A Great Premise with Bad Delivery
Author: Shelly Campbell
As the youngest of seven brothers, David has always known that he wasn’t wanted. Each day, he fades more and more. His family forgets him, leaving him places as a child, only to later realize their mistake. They talk amongst themselves and move around him as though he is invisible. Maybe he is. Now that he’s 17, this life of loneliness and this family dynamic has left him shattered, helpless, and angry. So when a summer vacation to a cabin literarily opens the door to another world, he is intrigued. But what he finds there, and what he lets out, could be the end of everything.

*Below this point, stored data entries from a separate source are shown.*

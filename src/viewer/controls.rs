use raylib::prelude::*;
use slidedeck::DeckInput;
use slidedeck::constants::*;

pub fn rect_contains(rect: &Rectangle, point: Vector2) -> bool {
    point.x >= rect.x
        && point.x <= rect.x + rect.width
        && point.y >= rect.y
        && point.y <= rect.y + rect.height
}

/// Previous/next arrows on either side of the slide area.
#[derive(Debug, Clone)]
pub struct Controls {
    pub prev: Rectangle,
    pub next: Rectangle,
}

impl Controls {
    pub fn new(area: Rectangle) -> Self {
        let y = area.y + (area.height - CONTROL_SIZE) * 0.5;
        Self {
            prev: Rectangle::new(area.x, y, CONTROL_SIZE, CONTROL_SIZE),
            next: Rectangle::new(area.x + area.width - CONTROL_SIZE, y, CONTROL_SIZE, CONTROL_SIZE),
        }
    }

    pub fn hit(&self, point: Vector2) -> Option<DeckInput> {
        if rect_contains(&self.prev, point) {
            Some(DeckInput::PrevControl)
        } else if rect_contains(&self.next, point) {
            Some(DeckInput::NextControl)
        } else {
            None
        }
    }

    pub fn draw(&self, d: &mut RaylibDrawHandle) {
        let shade = Color::new(0, 0, 0, 120);
        d.draw_rectangle_rec(self.prev, shade);
        d.draw_rectangle_rec(self.next, shade);

        let inset = CONTROL_SIZE * 0.3;
        let (p, n) = (self.prev, self.next);

        // Vertices counter-clockwise
        d.draw_triangle(
            Vector2::new(p.x + inset, p.y + p.height * 0.5),
            Vector2::new(p.x + p.width - inset, p.y + p.height - inset),
            Vector2::new(p.x + p.width - inset, p.y + inset),
            Color::WHITE,
        );
        d.draw_triangle(
            Vector2::new(n.x + n.width - inset, n.y + n.height * 0.5),
            Vector2::new(n.x + inset, n.y + inset),
            Vector2::new(n.x + inset, n.y + n.height - inset),
            Color::WHITE,
        );
    }
}

#[cfg(test)]
mod tests {
    use super::*;

    #[test]
    fn arrows_sit_on_the_area_edges() {
        let controls = Controls::new(Rectangle::new(0.0, 0.0, 800.0, 600.0));

        assert_eq!(controls.hit(Vector2::new(10.0, 300.0)), Some(DeckInput::PrevControl));
        assert_eq!(controls.hit(Vector2::new(790.0, 300.0)), Some(DeckInput::NextControl));
        assert_eq!(controls.hit(Vector2::new(400.0, 300.0)), None);
        assert_eq!(controls.hit(Vector2::new(10.0, 10.0)), None);
    }
}
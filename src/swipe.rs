use crate::state::SwipeDirection;

/// Pairs a touch start with the following touch end and classifies the
/// horizontal travel between them.
#[derive(Debug, Clone)]
pub struct SwipeTracker {
    threshold: f32,
    start_x: Option<f32>,
}

impl SwipeTracker {
    pub fn new(threshold: f32) -> Self {
        Self { threshold, start_x: None }
    }

    pub fn begin(&mut self, x: f32) {
        self.start_x = Some(x);
    }

    /// Ends the gesture started by [`begin`](Self::begin).
    ///
    /// Travel of at most `threshold` is a tap and yields `None`, as does an
    /// end with no recorded start.
    pub fn end(&mut self, x: f32) -> Option<SwipeDirection> {
        let start = self.start_x.take()?;
        let delta = start - x;
        if delta.abs() <= self.threshold {
            return None;
        }
        if delta > 0.0 {
            Some(SwipeDirection::Next)
        } else {
            Some(SwipeDirection::Previous)
        }
    }
}

#[cfg(test)]
mod tests {
    use super::*;

    #[test]
    fn travel_below_threshold_is_a_tap() {
        let mut swipe = SwipeTracker::new(50.0);
        swipe.begin(200.0);
        assert_eq!(swipe.end(151.0), None);
        swipe.begin(200.0);
        assert_eq!(swipe.end(249.0), None);
    }

    #[test]
    fn travel_exactly_at_threshold_is_a_tap() {
        let mut swipe = SwipeTracker::new(50.0);
        swipe.begin(200.0);
        assert_eq!(swipe.end(150.0), None);
    }

    #[test]
    fn right_to_left_goes_forward() {
        let mut swipe = SwipeTracker::new(50.0);
        swipe.begin(200.0);
        assert_eq!(swipe.end(149.0), Some(SwipeDirection::Next));
    }

    #[test]
    fn left_to_right_goes_back() {
        let mut swipe = SwipeTracker::new(50.0);
        swipe.begin(200.0);
        assert_eq!(swipe.end(251.0), Some(SwipeDirection::Previous));
    }

    #[test]
    fn end_without_start_is_ignored() {
        let mut swipe = SwipeTracker::new(50.0);
        assert_eq!(swipe.end(0.0), None);

        // A completed gesture does not leak into the next one
        swipe.begin(300.0);
        assert_eq!(swipe.end(100.0), Some(SwipeDirection::Next));
        assert_eq!(swipe.end(0.0), None);
    }
}
#![cfg(windows)]

/// Startup and the UI-thread event loop.
pub mod app;

/// Placeholder document surface.
pub mod content;

/// File and URL prompts.
pub mod dialog;

/// Global hotkey registration.
pub mod hotkey;

/// Key name to virtual key code mapping.
pub mod keys;

/// Win32 rendering of the core menu model.
pub mod menu;

/// System move/size loop hand-off.
pub mod native;

/// Mouse message translation.
pub mod pointer;

/// Message loop with input filters.
pub mod pump;

/// The overlay's top-level window.
pub mod window;

pub use app::run;
pub use window::OverlayWindow;
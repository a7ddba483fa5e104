//! Resolution of user-supplied source text into something loadable.
//!
//! A source is either an `http`/`https`/`file` URL or a filesystem path.
//! File targets must exist at the time they are resolved.

use std::fmt;
use std::path::{Component, Path, PathBuf};

use thiserror::Error;

const URL_SCHEMES: &[&str] = &["http", "https", "file"];

/// A validated source for the content host.
#[derive(Debug, Clone, PartialEq, Eq)]
pub enum Source {
    /// A network or `file:` URL, kept as the user wrote it.
    Url(String),
    /// An absolute, normalized path to an existing filesystem entry.
    Path(PathBuf),
}

impl Source {
    /// The URL the content host should navigate to.
    pub fn location(&self) -> String {
        match self {
            Self::Url(url) => url.clone(),
            Self::Path(path) => file_url(path),
        }
    }
}

impl fmt::Display for Source {
    fn fmt(&self, f: &mut fmt::Formatter<'_>) -> fmt::Result {
        match self {
            Self::Url(url) => f.write_str(url),
            Self::Path(path) => write!(f, "{}", path.display()),
        }
    }
}

/// Why a source could not be resolved.
#[derive(Debug, Clone, PartialEq, Eq, Error)]
pub enum SourceError {
    #[error("no source given")]
    Empty,
    #[error("source not found: {}", .0.display())]
    NotFound(PathBuf),
    #[error("invalid URL: {0}")]
    InvalidUrl(String),
}

/// Resolves relative paths and `~` against a fixed working directory and
/// home directory.
#[derive(Debug, Clone)]
pub struct Resolver {
    cwd: PathBuf,
    home: Option<PathBuf>,
}

impl Resolver {
    pub fn new(cwd: impl Into<PathBuf>, home: Option<PathBuf>) -> Self {
        Self {
            cwd: cwd.into(),
            home,
        }
    }

    /// Uses the process working directory and the user's home directory.
    pub fn from_env() -> Self {
        let cwd = std::env::current_dir().unwrap_or_else(|_| PathBuf::from("."));
        Self::new(cwd, dirs::home_dir())
    }

    /// Parses `text` as a URL with a supported scheme, falling back to a
    /// filesystem path. Both `file:` URLs and paths must point at an
    /// existing entry.
    pub fn resolve(&self, text: &str) -> Result<Source, SourceError> {
        let text = text.trim();
        if text.is_empty() {
            return Err(SourceError::Empty);
        }

        if let Some((scheme, rest)) = split_scheme(text) {
            return match scheme.as_str() {
                "file" => {
                    let path = file_url_to_path(rest)
                        .ok_or_else(|| SourceError::InvalidUrl(text.to_string()))?;
                    if path.exists() {
                        Ok(Source::Url(text.to_string()))
                    } else {
                        Err(SourceError::NotFound(path))
                    }
                }
                _ => {
                    validate_network_url(rest)
                        .ok_or_else(|| SourceError::InvalidUrl(text.to_string()))?;
                    Ok(Source::Url(text.to_string()))
                }
            };
        }

        self.resolve_path(Path::new(text))
    }

    /// Resolves a filesystem path without passing it through a string, so
    /// names that are not valid Unicode survive. The path must exist.
    pub fn resolve_path(&self, path: &Path) -> Result<Source, SourceError> {
        if path.as_os_str().is_empty() {
            return Err(SourceError::Empty);
        }
        let path = self.absolute(path);
        if path.exists() {
            Ok(Source::Path(path))
        } else {
            Err(SourceError::NotFound(path))
        }
    }

    /// Expands a leading `~`, joins relative paths onto the working
    /// directory, and collapses `.` and `..` lexically.
    fn absolute(&self, path: &Path) -> PathBuf {
        let expanded = match (strip_home(path), &self.home) {
            (Some(rest), Some(home)) => home.join(rest),
            _ => path.to_path_buf(),
        };
        let joined = if expanded.is_absolute() {
            expanded
        } else {
            self.cwd.join(expanded)
        };
        normalize(&joined)
    }
}

/// Prefixes `https://` when the text has no scheme separator.
///
/// Returns `None` for blank input, which the URL dialog treats as cancel.
pub fn normalize_url_input(text: &str) -> Option<String> {
    let text = text.trim();
    if text.is_empty() {
        return None;
    }
    if text.contains("://") {
        Some(text.to_string())
    } else {
        Some(format!("https://{text}"))
    }
}

/// Splits off a supported, lowercased scheme.
fn split_scheme(text: &str) -> Option<(String, &str)> {
    let (scheme, rest) = text.split_once(':')?;
    let scheme = scheme.to_ascii_lowercase();
    URL_SCHEMES
        .contains(&scheme.as_str())
        .then_some((scheme, rest))
}

/// Requires `//host...` with a non-empty host and no whitespace.
fn validate_network_url(rest: &str) -> Option<()> {
    let after = rest.strip_prefix("//")?;
    let authority = after.split(['/', '?', '#']).next().unwrap_or_default();
    let host = authority.rsplit('@').next().unwrap_or_default();
    if host.is_empty() || after.chars().any(char::is_whitespace) {
        return None;
    }
    Some(())
}

/// Converts the part of a `file:` URL after the scheme to a local path.
fn file_url_to_path(rest: &str) -> Option<PathBuf> {
    let rest = rest.split(['?', '#']).next().unwrap_or_default();

    let (host, path) = match rest.strip_prefix("//") {
        Some(after) => match after.find('/') {
            Some(i) => (&after[..i], &after[i..]),
            None => (after, ""),
        },
        None => ("", rest),
    };

    let decoded = urlencoding::decode(path).ok()?;
    let mut path = decoded.as_ref();
    if path.is_empty() {
        return None;
    }

    if cfg!(windows) && has_drive_prefix(path) {
        path = &path[1..];
    }

    if host.is_empty() || host.eq_ignore_ascii_case("localhost") {
        Some(PathBuf::from(path))
    } else {
        Some(PathBuf::from(format!("//{host}{path}")))
    }
}

/// Matches `/C:` style prefixes of Windows drive paths in URLs.
fn has_drive_prefix(path: &str) -> bool {
    let b = path.as_bytes();
    b.len() >= 3 && b[0] == b'/' && b[1].is_ascii_alphabetic() && b[2] == b':'
}

/// Returns the remainder after a leading `~` component, or `None` if the
/// path does not start with a home reference.
fn strip_home(path: &Path) -> Option<&Path> {
    let mut components = path.components();
    match components.next()? {
        Component::Normal(first) if first == "~" => Some(components.as_path()),
        _ => None,
    }
}

fn normalize(path: &Path) -> PathBuf {
    let mut out = PathBuf::new();
    for component in path.components() {
        match component {
            Component::CurDir => {}
            Component::ParentDir => {
                out.pop();
            }
            other => out.push(other.as_os_str()),
        }
    }
    out
}

fn file_url(path: &Path) -> String {
    let text = path.to_string_lossy().replace('\\', "/");
    let encoded: Vec<String> = text
        .split('/')
        .map(|segment| {
            // Keep drive letters like `C:` readable.
            if segment.len() == 2 && segment.ends_with(':') {
                segment.to_string()
            } else {
                urlencoding::encode(segment).into_owned()
            }
        })
        .collect();
    let joined = encoded.join("/");
    if joined.starts_with('/') {
        format!("file://{joined}")
    } else {
        format!("file:///{joined}")
    }
}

When I first encountered Gulf in a GoodReads group, I was fascinated by the write-up. I love stories of other worlds, gateways, and forgotten/misunderstood characters struggling with bitterness and consequences. Indeed, the story idea is brilliant. The otherworld in the forgotten bedroom is a distortion of our own – a time lapse. You can open the door onto the same house at the same time, or crumbling years in the future, or newly built. But in this alternate time, there are no people, even though there are cars and markers of continued life. It’s eerily empty. But something lives there. Something with claws and a desire to eat the world, to claw its way into the here and now. While that might be the ultimate revenge, David could never let that happen to his family. But he cannot get them to listen, much less believe. How can he shut a gateway he accidentally opened? How can he make amends for this, the biggest mistake of his existence? With the help of an old diary, he slowly pieces together what has gone wrong, but can he stop it?
The first thing I noticed about Gulf was, frankly, how I disliked the colloquial, choppy writing. David cusses, wails, and tries to sound average and normal, albeit angsty and distinctly teenage, and it was frankly off-putting for me. It reminded me of the occasionally cringey Stephen King dialogue where he tries to make his characters sound normal, non-nonsense, and blunt, but instead creates a caricature. It didn’t resonate for me.
And then there is David. While it makes sense, especially with the amount of siblings he has, to be often unseen, there is a fairytale-like quality that doesn’t work with the forced, gritty realism. His family literally walks by him and doesn’t seem him, his invisibility a stigma that is nearly supernatural. It is too much. This forgetability needed to be more subtle to be both believable and poignant. As it is, the story takes on a ridiculous, overdrawn tinge that makes it difficult and even annoying to read.
That brings me to the alternate world beyond the door. This world leaves much to be desired. Why are there never any people, yet the evidence of them remains: food taken out and left to be made, stores stocked and ledgers populated, cars parked and in working order. It makes no sense and the “hell hounds” on the other side, who seem to be semi-werewolf creatures only capable of existing in the shadows, remain murky and strange. The premise certainly has some basic creativity and promise, but the narrative fails to explain the intricacies, so instead we have nonsensical sequences tied together, an attempt to increase the danger and terror without ever explaining exactly what is happening. The fact that a 17 year old boy is the only one who can stop it all and save the world . . . well, not buying it.
Gulf finally ends with a self-sacrifice that morphs into a pseudo-sci-fi plug for a sequel where maybe, maybe all our questions about the alternate world will get addressed. I ended by giving the story two stars because the basic premise has a lot of promise. But the execution – totally lacking. I just didn’t enjoy this story. I forced myself to read and continue, but it was a slog of determination and not enjoyment, marked by many moments of frustration and disbelief. It could have been so much more. I won’t return for the sequel, if there is one.